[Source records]
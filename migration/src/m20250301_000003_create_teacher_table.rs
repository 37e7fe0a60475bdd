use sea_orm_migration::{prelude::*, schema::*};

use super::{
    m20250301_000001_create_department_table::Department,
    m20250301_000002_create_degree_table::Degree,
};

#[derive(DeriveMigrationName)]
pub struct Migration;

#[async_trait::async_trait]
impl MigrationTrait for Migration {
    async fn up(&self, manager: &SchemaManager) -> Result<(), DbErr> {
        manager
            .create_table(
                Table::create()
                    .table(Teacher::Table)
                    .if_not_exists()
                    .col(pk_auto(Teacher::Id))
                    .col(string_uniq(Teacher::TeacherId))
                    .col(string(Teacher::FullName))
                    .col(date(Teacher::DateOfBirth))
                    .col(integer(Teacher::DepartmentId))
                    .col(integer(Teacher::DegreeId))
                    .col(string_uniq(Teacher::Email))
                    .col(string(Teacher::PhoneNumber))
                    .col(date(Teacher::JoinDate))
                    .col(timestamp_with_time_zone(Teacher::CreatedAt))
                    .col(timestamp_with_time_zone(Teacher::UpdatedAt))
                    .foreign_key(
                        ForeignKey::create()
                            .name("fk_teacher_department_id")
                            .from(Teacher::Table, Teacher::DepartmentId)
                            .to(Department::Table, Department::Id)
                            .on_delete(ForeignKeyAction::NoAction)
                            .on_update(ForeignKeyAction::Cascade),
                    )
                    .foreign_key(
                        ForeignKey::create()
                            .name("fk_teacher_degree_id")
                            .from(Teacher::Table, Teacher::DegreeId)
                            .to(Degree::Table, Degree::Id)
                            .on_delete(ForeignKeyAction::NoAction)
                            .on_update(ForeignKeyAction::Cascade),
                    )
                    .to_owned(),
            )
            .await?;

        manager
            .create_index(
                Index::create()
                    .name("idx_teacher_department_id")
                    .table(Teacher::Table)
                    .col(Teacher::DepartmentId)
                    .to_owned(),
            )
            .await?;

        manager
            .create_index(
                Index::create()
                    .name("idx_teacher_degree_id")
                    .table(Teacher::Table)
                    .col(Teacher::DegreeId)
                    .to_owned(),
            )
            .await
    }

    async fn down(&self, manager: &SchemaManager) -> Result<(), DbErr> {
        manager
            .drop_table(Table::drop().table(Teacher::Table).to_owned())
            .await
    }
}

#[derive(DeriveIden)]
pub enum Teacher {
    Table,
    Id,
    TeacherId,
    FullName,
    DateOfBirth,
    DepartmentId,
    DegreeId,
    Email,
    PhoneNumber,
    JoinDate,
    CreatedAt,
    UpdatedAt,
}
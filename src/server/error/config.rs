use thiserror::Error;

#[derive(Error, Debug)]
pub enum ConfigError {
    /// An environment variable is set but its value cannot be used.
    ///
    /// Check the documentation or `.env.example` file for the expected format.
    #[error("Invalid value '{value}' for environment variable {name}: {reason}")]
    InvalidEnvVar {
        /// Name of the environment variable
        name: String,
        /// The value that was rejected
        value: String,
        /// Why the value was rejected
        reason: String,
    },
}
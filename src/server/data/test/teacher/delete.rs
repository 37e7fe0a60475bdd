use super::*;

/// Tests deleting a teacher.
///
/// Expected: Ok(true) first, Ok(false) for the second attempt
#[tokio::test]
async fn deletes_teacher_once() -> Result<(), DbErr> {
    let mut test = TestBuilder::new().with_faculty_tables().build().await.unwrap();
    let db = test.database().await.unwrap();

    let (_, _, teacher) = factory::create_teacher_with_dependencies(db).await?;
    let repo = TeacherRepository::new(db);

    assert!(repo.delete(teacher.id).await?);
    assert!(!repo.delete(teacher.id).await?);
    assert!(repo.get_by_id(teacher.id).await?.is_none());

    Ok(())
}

...

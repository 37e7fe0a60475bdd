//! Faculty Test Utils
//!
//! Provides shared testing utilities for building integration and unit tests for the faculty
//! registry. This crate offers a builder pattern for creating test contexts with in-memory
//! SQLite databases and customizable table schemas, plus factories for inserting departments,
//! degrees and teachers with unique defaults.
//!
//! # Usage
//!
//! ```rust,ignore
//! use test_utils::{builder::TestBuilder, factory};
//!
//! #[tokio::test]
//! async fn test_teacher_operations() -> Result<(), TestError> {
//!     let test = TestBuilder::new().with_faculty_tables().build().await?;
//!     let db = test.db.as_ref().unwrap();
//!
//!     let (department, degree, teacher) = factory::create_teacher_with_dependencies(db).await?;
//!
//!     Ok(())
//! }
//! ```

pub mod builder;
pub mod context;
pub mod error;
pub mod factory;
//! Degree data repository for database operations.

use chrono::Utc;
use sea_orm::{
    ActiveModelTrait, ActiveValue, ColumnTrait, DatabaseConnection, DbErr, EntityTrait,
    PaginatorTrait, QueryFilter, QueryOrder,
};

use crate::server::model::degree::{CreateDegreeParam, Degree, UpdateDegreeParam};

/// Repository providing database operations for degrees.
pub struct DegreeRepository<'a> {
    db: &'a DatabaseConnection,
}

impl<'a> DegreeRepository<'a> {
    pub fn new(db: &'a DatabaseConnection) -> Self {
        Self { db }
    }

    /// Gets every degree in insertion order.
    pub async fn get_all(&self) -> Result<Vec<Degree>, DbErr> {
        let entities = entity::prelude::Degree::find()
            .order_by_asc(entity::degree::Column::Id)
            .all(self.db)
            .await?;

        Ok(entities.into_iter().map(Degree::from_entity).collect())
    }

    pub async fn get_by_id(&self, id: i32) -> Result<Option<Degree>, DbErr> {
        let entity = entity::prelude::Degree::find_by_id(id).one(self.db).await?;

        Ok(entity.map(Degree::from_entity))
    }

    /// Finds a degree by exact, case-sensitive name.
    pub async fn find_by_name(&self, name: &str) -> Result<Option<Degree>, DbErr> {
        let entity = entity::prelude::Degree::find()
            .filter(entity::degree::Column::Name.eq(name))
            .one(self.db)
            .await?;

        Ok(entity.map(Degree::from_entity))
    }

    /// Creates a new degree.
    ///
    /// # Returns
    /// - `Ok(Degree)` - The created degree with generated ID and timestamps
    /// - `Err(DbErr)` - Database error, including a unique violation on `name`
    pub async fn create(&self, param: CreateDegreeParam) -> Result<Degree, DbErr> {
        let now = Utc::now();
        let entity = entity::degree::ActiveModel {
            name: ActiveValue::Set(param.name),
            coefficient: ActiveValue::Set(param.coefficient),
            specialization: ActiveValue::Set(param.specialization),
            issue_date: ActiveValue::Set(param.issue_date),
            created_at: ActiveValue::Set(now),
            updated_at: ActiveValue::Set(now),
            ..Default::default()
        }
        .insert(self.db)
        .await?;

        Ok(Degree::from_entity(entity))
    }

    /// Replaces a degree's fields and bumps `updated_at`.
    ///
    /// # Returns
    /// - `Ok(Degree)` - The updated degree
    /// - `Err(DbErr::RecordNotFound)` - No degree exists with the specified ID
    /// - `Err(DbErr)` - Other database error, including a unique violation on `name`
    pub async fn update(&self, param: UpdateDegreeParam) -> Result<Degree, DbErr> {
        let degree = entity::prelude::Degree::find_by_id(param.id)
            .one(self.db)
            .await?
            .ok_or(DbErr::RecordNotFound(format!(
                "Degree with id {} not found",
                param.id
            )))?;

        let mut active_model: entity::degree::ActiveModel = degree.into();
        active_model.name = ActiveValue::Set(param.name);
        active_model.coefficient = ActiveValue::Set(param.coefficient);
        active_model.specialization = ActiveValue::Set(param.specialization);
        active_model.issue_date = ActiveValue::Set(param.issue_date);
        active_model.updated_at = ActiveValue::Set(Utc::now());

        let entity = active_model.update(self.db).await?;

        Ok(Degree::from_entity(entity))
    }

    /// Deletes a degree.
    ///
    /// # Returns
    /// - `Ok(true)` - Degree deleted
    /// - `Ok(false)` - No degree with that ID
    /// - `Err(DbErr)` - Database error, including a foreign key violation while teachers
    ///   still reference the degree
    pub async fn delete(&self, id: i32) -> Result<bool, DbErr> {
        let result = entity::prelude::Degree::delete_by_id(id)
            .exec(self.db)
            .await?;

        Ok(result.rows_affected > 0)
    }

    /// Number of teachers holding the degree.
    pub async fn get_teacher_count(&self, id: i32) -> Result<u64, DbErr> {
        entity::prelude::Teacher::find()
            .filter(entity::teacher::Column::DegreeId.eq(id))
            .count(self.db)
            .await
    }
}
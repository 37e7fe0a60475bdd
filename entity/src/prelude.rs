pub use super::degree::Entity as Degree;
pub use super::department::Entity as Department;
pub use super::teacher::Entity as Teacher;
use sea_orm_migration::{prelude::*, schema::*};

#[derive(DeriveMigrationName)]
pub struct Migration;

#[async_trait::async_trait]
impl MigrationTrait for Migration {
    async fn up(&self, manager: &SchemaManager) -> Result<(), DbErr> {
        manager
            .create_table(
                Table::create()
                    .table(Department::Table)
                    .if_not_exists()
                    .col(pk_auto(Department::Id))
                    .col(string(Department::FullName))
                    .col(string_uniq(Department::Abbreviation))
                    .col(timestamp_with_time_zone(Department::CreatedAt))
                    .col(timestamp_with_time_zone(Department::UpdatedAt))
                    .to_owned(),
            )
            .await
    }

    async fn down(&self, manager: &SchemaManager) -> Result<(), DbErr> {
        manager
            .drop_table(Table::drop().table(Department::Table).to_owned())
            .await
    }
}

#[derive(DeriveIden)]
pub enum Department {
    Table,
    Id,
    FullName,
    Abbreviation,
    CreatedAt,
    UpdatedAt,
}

- [Problem statement] Report how many lines above include "RecordNotFound". Nothing else.

- [Task output] 2